Presentation: A Unified Approach to Model-agnostic Variable Importance
Candidate: Brian Williamson, Graduate Student, UW Biostatistics
Committee Members: Marco Carone (co-Chair), Noah Simon (co-Chair), Peter Gilbert, Scott Emerson, Annette Fitzpatrick (GSR)
Abstract: Assessing the relative contribution of subsets of features towards predicting the response is often of interest in predictive modeling applications. Often, simple population models are used because the associated variable importance measure is easy to interpret; however, estimates may be misleading if the model used is overly simplistic.
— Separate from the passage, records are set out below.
//! Per-session state and the two query paths.
//!
//! A [`Session`] owns the loaded tables and configuration, both immutable.
//! Query state is not stored here: each call receives a [`SearchQuery`] or a
//! pair of names by value and recomputes everything from the tables.
//!
//! ```text
//! characters ─┬─ dedupe ─┐
//!             │          ├─ combine ─ filter_and_rank ─→ ranked list   (search)
//! machines ───┼──────────┘
//!             └─────────── combine ─ find_equivalent ─→ equivalence set (simulate)
//! ```

use crate::combine::{Combination, Totals, combine};
use crate::config::{ConfigError, SearchConfig};
use crate::dedupe::dedupe;
use crate::equivalence::find_equivalent;
use crate::error::{ErrorSeverity, KartError};
use crate::rank::{RankedCombination, Threshold, filter_and_rank};
use crate::score::WeightVector;
use crate::stats::StatKey;
use crate::table::{AttributeTable, SelectionError, TableKind};

/// Errors raised while building a [`Session`] or by [`Session::simulate`].
#[derive(Clone, Debug, PartialEq, Eq, thiserror::Error)]
pub enum SessionError {
    #[error("expected a {expected} table, got a {found} table")]
    TableKind { expected: TableKind, found: TableKind },

    #[error(transparent)]
    Config(#[from] ConfigError),

    #[error(transparent)]
    Selection(#[from] SelectionError),

    #[error("selected pair '{character}' + '{machine}' is missing from its own equivalence set")]
    Invariant { character: String, machine: String },
}

impl KartError for SessionError {
    fn severity(&self) -> ErrorSeverity {
        match self {
            Self::Config(inner) => inner.severity(),
            _ => ErrorSeverity::Internal,
        }
    }

    fn error_code(&self) -> &'static str {
        match self {
            Self::TableKind { .. } => "SESSION_TABLE_KIND",
            Self::Config(inner) => inner.error_code(),
            Self::Selection(inner) => inner.error_code(),
            Self::Invariant { .. } => "SESSION_EQUIVALENCE_INVARIANT",
        }
    }
}

/// Threshold and weights for one ranked search.
#[derive(Clone, Copy, Debug, PartialEq, Eq)]
#[cfg_attr(feature = "serde", derive(serde::Serialize))]
pub struct SearchQuery {
    pub threshold: Threshold,
    pub weights: WeightVector,
}

impl SearchQuery {
    /// Query built from the configured defaults.
    pub fn from_config(config: &SearchConfig) -> Result<Self, ConfigError> {
        Ok(Self {
            threshold: config.threshold(config.default_threshold)?,
            weights: config.default_weights,
        })
    }

    #[must_use]
    pub fn with_threshold_value(self, value: i32) -> Self {
        Self {
            threshold: self.threshold.with_value(value),
            ..self
        }
    }

    #[must_use]
    pub fn with_weights(self, weights: WeightVector) -> Self {
        Self { weights, ..self }
    }
}

/// Totals of a chosen pair and every pair that matches them exactly.
#[derive(Clone, Debug, PartialEq)]
pub struct Simulation<'a> {
    pub selected: Combination<'a>,
    pub equivalents: Vec<Combination<'a>>,
}

impl<'a> Simulation<'a> {
    pub fn totals(&self) -> &Totals {
        self.selected.totals()
    }

    /// Equivalent pairs other than the selected one.
    pub fn others(&self) -> impl Iterator<Item = &Combination<'a>> {
        let character = &self.selected.character().name;
        let machine = &self.selected.machine().name;
        self.equivalents
            .iter()
            .filter(move |combination| !combination.is_pair(character, machine))
    }
}

/// Loaded tables plus configuration for one user session.
#[derive(Clone, Debug)]
pub struct Session {
    characters: AttributeTable,
    distinct_characters: AttributeTable,
    machines: AttributeTable,
    config: SearchConfig,
}

impl Session {
    /// Builds a session. The character table is deduplicated once, up front,
    /// for the ranked search path.
    ///
    /// Rejects tables of the wrong kind and a config that fails
    /// [`SearchConfig::validate`].
    pub fn new(
        characters: AttributeTable,
        machines: AttributeTable,
        config: SearchConfig,
    ) -> Result<Self, SessionError> {
        expect_kind(&characters, TableKind::Character)?;
        expect_kind(&machines, TableKind::Machine)?;
        config.validate()?;

        let distinct_characters = dedupe(&characters, &StatKey::ALL);
        tracing::info!(
            characters = characters.len(),
            distinct_characters = distinct_characters.len(),
            machines = machines.len(),
            "session ready"
        );

        Ok(Self {
            characters,
            distinct_characters,
            machines,
            config,
        })
    }

    pub fn characters(&self) -> &AttributeTable {
        &self.characters
    }

    /// Characters with stat-identical duplicates removed.
    pub fn distinct_characters(&self) -> &AttributeTable {
        &self.distinct_characters
    }

    pub fn machines(&self) -> &AttributeTable {
        &self.machines
    }

    pub fn config(&self) -> &SearchConfig {
        &self.config
    }

    /// Query built from the session's configured defaults.
    pub fn default_query(&self) -> Result<SearchQuery, ConfigError> {
        SearchQuery::from_config(&self.config)
    }

    /// Ranked search over distinct characters × machines.
    pub fn search(&self, query: SearchQuery) -> Vec<RankedCombination<'_>> {
        let combinations = combine(&self.distinct_characters, &self.machines, self.config.bonus);
        let ranked = filter_and_rank(combinations, query.threshold, query.weights);

        if ranked.is_empty() {
            tracing::warn!(
                stat = %query.threshold.stat(),
                value = query.threshold.value(),
                "no combination meets the threshold"
            );
        } else {
            tracing::debug!(results = ranked.len(), "ranked search complete");
        }
        ranked
    }

    /// Totals for one named pair and all pairs with identical totals, over
    /// the full (un-deduplicated) character table.
    pub fn simulate(&self, character: &str, machine: &str) -> Result<Simulation<'_>, SessionError> {
        let character = self.characters.get(character)?;
        let machine = self.machines.get(machine)?;
        let selected = Combination::new(character, machine, self.config.bonus);

        let equivalents = find_equivalent(
            &self.characters,
            &self.machines,
            selected.totals(),
            self.config.bonus,
        );

        if !equivalents
            .iter()
            .any(|combination| combination.is_pair(&character.name, &machine.name))
        {
            return Err(SessionError::Invariant {
                character: character.name.clone(),
                machine: machine.name.clone(),
            });
        }

        Ok(Simulation {
            selected,
            equivalents,
        })
    }
}

fn expect_kind(table: &AttributeTable, expected: TableKind) -> Result<(), SessionError> {
    if table.kind() == expected {
        Ok(())
    } else {
        Err(SessionError::TableKind {
            expected,
            found: table.kind(),
        })
    }
}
In an effort to improve prediction performance, complex prediction algorithms are often used instead; however, in these cases variable importance is often defined as a function of the algorithm rather than a summary of the population, rendering formal statistical inference on population importance difficult. In this dissertation, we propose a unified model-agnostic framework for statistical inference on population-level variable importance. Specifically, we define variable importance as a contrast between the predictiveness of the best possible prediction function based on all available features versus all features but those under consideration. We discuss general conditions under which a simple estimator of this importance is nonparametric efficient and allows the construction of valid confidence intervals. We also propose a valid strategy for hypothesis testing. Through simulations, we show that our proposal has good operating characteristics, and we illustrate its use with data from a study of an antibody against HIV-1 infection.